多数のカメラが向けられ、まぶしさに目を細める。
舞台袖から順に人が出てきて、多恵の横に並んだ。
隣に立つ青年を見上げて驚愕する。顔、小っさ! 同じホモ・サピエンスとは思えない。彼は戦隊ヒーロー主演俳優だったと多恵は思い出した。
舞台の端には『年末!大復活!』で泣きそうになっていた3人組アイドルが揃って立っていた。トロフィー授与のアシスタントらしい。
目が合うと微笑んで目礼してきたので、多恵も慌てて小さく会釈した。
落ち着いた雰囲気のタキシードの司会の男がマイクを向けてくる。
「さ、ルカさん。ベストレザー賞、おめでとうございます! ご感想をどうぞ」
そうなのだ。
なぜか、年に一度のベストレザー賞を受賞してしまったのである。
あの衣装のおかげではあるのだろう。
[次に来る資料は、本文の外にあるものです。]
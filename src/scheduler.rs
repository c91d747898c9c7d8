//! Segmented, rate-limited refresh of the package cache.
//!
//! The universe is refreshed over a seven-day cycle. Each day takes one
//! segment of a staleness ordering (oldest and never-cached first):
//! `segment_size = max(1, total / 7)`, segments 0 to 5 take exactly that many
//! names and segment 6 takes whatever is left.
//!
//! Refreshing a package makes it the freshest entry, so re-sorting every day
//! would shuffle names between segments. The ordering is therefore computed
//! once per cycle (by segment 0, or by whichever segment finds none) and kept
//! next to the cache as a [`CyclePlan`].

use crate::cache::{CacheStore, now_timestamp, write_atomic};
use crate::error::{MapError, Result};
use crate::homebrew::{self, AugmentOutcome, HomebrewLookup};
use crate::names::NameMappings;
use crate::repology::{QueryOutcome, RepologyClient};
use indicatif::ProgressBar;
use serde::{Deserialize, Serialize};
use std::collections::HashSet;
use std::fmt;
use std::ops::Range;
use std::path::Path;
use std::str::FromStr;
use std::time::Duration;
use tracing::{debug, info, warn};

pub const SEGMENTS: u8 = 7;

/// Which part of the universe a refresh run covers.
#[derive(Debug, Clone, Copy, PartialEq, Eq)]
pub enum Segment {
    /// One day's slice, 0 through 6
    Day(u8),
    /// Everything, after wiping the cache
    All,
}

impl FromStr for Segment {
    type Err = MapError;

    fn from_str(s: &str) -> Result<Self> {
        let s = s.trim();
        if s.eq_ignore_ascii_case("all") {
            return Ok(Segment::All);
        }
        match s.parse::<u8>() {
            Ok(day) if day < SEGMENTS => Ok(Segment::Day(day)),
            _ => Err(MapError::InvalidSegment(s.to_string())),
        }
    }
}

impl fmt::Display for Segment {
    fn fmt(&self, f: &mut fmt::Formatter<'_>) -> fmt::Result {
        match self {
            Segment::Day(day) => write!(f, "{}", day),
            Segment::All => f.write_str("all"),
        }
    }
}

pub fn segment_size(total: usize) -> usize {
    (total / SEGMENTS as usize).max(1)
}

/// Index range of `day` within an ordering of `total` names, using segments
/// of `size`. The last day takes everything that remains.
pub fn segment_bounds(total: usize, size: usize, day: u8) -> Range<usize> {
    let start = (day as usize * size).min(total);
    let end = if day + 1 >= SEGMENTS {
        total
    } else {
        (start + size).min(total)
    };
    start..end
}

/// `universe` sorted oldest first. Never-cached names are infinitely old;
/// ties keep universe order.
pub fn order_by_staleness(
    universe: &[String],
    store: &CacheStore,
    names: &NameMappings,
    now: f64,
) -> Vec<String> {
    let mut aged: Vec<(&String, f64)> = universe
        .iter()
        .map(|name| {
            let age = names
                .lookup(store, name)
                .map(|(_, record)| record.age(now))
                .unwrap_or(f64::INFINITY);
            (name, age)
        })
        .collect();

    aged.sort_by(|a, b| b.1.total_cmp(&a.1));
    aged.into_iter().map(|(name, _)| name.clone()).collect()
}

/// The staleness ordering fixed for the current cycle.
#[derive(Debug, Clone, PartialEq, Serialize, Deserialize)]
pub struct CyclePlan {
    pub created: f64,
    pub order: Vec<String>,
}

impl CyclePlan {
    pub fn build(universe: &[String], store: &CacheStore, names: &NameMappings, now: f64) -> Self {
        Self {
            created: now,
            order: order_by_staleness(universe, store, names, now),
        }
    }

    /// Read a saved plan. Missing or unreadable plans are treated as absent.
    pub fn load(path: &Path) -> Result<Option<Self>> {
        let content = match std::fs::read(path) {
            Ok(c) => c,
            Err(e) if e.kind() == std::io::ErrorKind::NotFound => return Ok(None),
            Err(e) => return Err(e.into()),
        };
        match serde_json::from_slice(&content) {
            Ok(plan) => Ok(Some(plan)),
            Err(e) => {
                warn!("ignoring malformed cycle plan {}: {}", path.display(), e);
                Ok(None)
            }
        }
    }

    pub fn save(&self, path: &Path) -> Result<()> {
        let json = serde_json::to_string_pretty(self)?;
        write_atomic(path, json.as_bytes()).map_err(|source| MapError::CacheWrite {
            path: path.to_path_buf(),
            source,
        })
    }

    pub fn remove(path: &Path) -> Result<()> {
        match std::fs::remove_file(path) {
            Ok(()) => Ok(()),
            Err(e) if e.kind() == std::io::ErrorKind::NotFound => Ok(()),
            Err(e) => Err(e.into()),
        }
    }

    /// Names `day` should refresh.
    ///
    /// Segment boundaries come from the planned order alone, so they never
    /// move during a cycle. Names added to the universe since planning are
    /// appended (landing in the last segment) and names that left it are
    /// skipped.
    pub fn select(&self, universe: &[String], day: u8) -> Vec<String> {
        let planned: HashSet<&str> = self.order.iter().map(String::as_str).collect();
        let current: HashSet<&str> = universe.iter().map(String::as_str).collect();

        let mut order: Vec<&str> = self.order.iter().map(String::as_str).collect();
        order.extend(
            universe
                .iter()
                .map(String::as_str)
                .filter(|name| !planned.contains(name)),
        );

        let range = segment_bounds(order.len(), segment_size(self.order.len()), day);
        order[range]
            .iter()
            .filter(|name| current.contains(*name))
            .map(|name| name.to_string())
            .collect()
    }
}

/// Outcome counts for one refresh run.
#[derive(Debug, Clone, Default, PartialEq, Eq)]
pub struct RefreshSummary {
    pub selected: usize,
    pub refreshed: usize,
    pub not_found: usize,
    pub soft_errors: usize,
    pub homebrew_updated: usize,
    pub homebrew_failures: usize,
    /// Packages whose lookup hit a transient error, to retry later
    pub failed: Vec<String>,
}

impl RefreshSummary {
    pub fn processed(&self) -> usize {
        self.refreshed + self.not_found + self.soft_errors
    }
}

impl fmt::Display for RefreshSummary {
    fn fmt(&self, f: &mut fmt::Formatter<'_>) -> fmt::Result {
        write!(
            f,
            "{} refreshed, {} not found, {} soft errors, {} Homebrew updates",
            self.refreshed, self.not_found, self.soft_errors, self.homebrew_updated
        )?;
        if self.homebrew_failures > 0 {
            write!(f, " ({} Homebrew failures)", self.homebrew_failures)?;
        }
        Ok(())
    }
}

/// Drives refresh runs over the package universe.
pub struct RefreshScheduler<'a, H: HomebrewLookup + ?Sized> {
    repology: &'a RepologyClient,
    homebrew: &'a H,
    names: &'a NameMappings,
    delay: Duration,
    progress: Option<ProgressBar>,
}

impl<'a, H: HomebrewLookup + ?Sized> RefreshScheduler<'a, H> {
    pub fn new(
        repology: &'a RepologyClient,
        homebrew: &'a H,
        names: &'a NameMappings,
        delay: Duration,
    ) -> Self {
        Self {
            repology,
            homebrew,
            names,
            delay,
            progress: None,
        }
    }

    /// Report per-package progress on `pb`.
    pub fn with_progress(mut self, pb: ProgressBar) -> Self {
        self.progress = Some(pb);
        self
    }

    /// Names a run of `segment` would refresh, updating the cycle plan as needed.
    pub fn plan(
        &self,
        store: &CacheStore,
        universe: &[String],
        segment: Segment,
        plan_path: &Path,
    ) -> Result<Vec<String>> {
        let day = match segment {
            Segment::All => return Ok(universe.to_vec()),
            Segment::Day(day) => day,
        };

        let existing = if day == 0 {
            None
        } else {
            CyclePlan::load(plan_path)?
        };
        let plan = match existing {
            Some(plan) => {
                debug!("reusing cycle plan from {}", plan.created);
                plan
            }
            None => {
                let plan = CyclePlan::build(universe, store, self.names, now_timestamp());
                plan.save(plan_path)?;
                info!(
                    "planned a new refresh cycle over {} packages",
                    plan.order.len()
                );
                plan
            }
        };

        Ok(plan.select(universe, day))
    }

    /// Refresh one segment (or everything) and report what happened.
    ///
    /// Per-package failures are counted, never returned; `Err` means the cache
    /// or plan could not be written.
    pub async fn run(
        &self,
        store: &mut CacheStore,
        universe: &[String],
        segment: Segment,
        plan_path: &Path,
    ) -> Result<RefreshSummary> {
        if segment == Segment::All {
            info!("full refresh: clearing {}", store.path().display());
            store.clear()?;
            CyclePlan::remove(plan_path)?;
        }

        let selected = self.plan(store, universe, segment, plan_path)?;
        let mut summary = RefreshSummary {
            selected: selected.len(),
            ..Default::default()
        };
        info!("segment {}: refreshing {} packages", segment, selected.len());

        if let Some(pb) = &self.progress {
            pb.set_length(selected.len() as u64);
        }

        for (i, name) in selected.iter().enumerate() {
            if let Some(pb) = &self.progress {
                pb.set_message(name.clone());
            }

            self.refresh_package(store, name, &mut summary).await?;

            if let Some(pb) = &self.progress {
                pb.inc(1);
            }
            if i + 1 < selected.len() && !self.delay.is_zero() {
                tokio::time::sleep(self.delay).await;
            }
        }

        if let Some(pb) = &self.progress {
            pb.finish_and_clear();
        }
        info!("segment {}: {}", segment, summary);
        Ok(summary)
    }

    async fn refresh_package(
        &self,
        store: &mut CacheStore,
        name: &str,
        summary: &mut RefreshSummary,
    ) -> Result<()> {
        let evicted = store.evict(&self.names.cache_keys(name));

        match self.repology.fetch(name, self.names, store).await? {
            QueryOutcome::Found(_) | QueryOutcome::Cached(_) => summary.refreshed += 1,
            QueryOutcome::NotFound(_) => summary.not_found += 1,
            // Augmenting would bump the restored record's timestamp
            QueryOutcome::SoftError(reason) => {
                debug!("{}: keeping previous record after soft error ({})", name, reason);
                store.restore(evicted);
                summary.soft_errors += 1;
                summary.failed.push(name.to_string());
                return Ok(());
            }
        }

        match homebrew::augment(self.homebrew, name, self.names, store)? {
            AugmentOutcome::Updated => summary.homebrew_updated += 1,
            AugmentOutcome::Failed(_) => summary.homebrew_failures += 1,
            AugmentOutcome::Unknown | AugmentOutcome::NotCached | AugmentOutcome::Unavailable => {}
        }
        Ok(())
    }
}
自分たちでリメイクしたことがどこからか漏れ、それが注目されたようなのだ。
しかしそれでベストレザー賞とは……。
実は、今後事務所の衣装チームを手伝わないかと草野から持ちかけられてもいるのである。
一方の史子は、衣装に着けていた生花のコサージュがSNSで反響を呼び、おっとりした雰囲気も相まって園芸番組への出演が決まったという。
まさか、こんなことになるとは。
惨敗だった番組出演を一生悔いて終えると思っていたのに。
多恵は頬が引きつったまま、ゆっくりと口を開いた。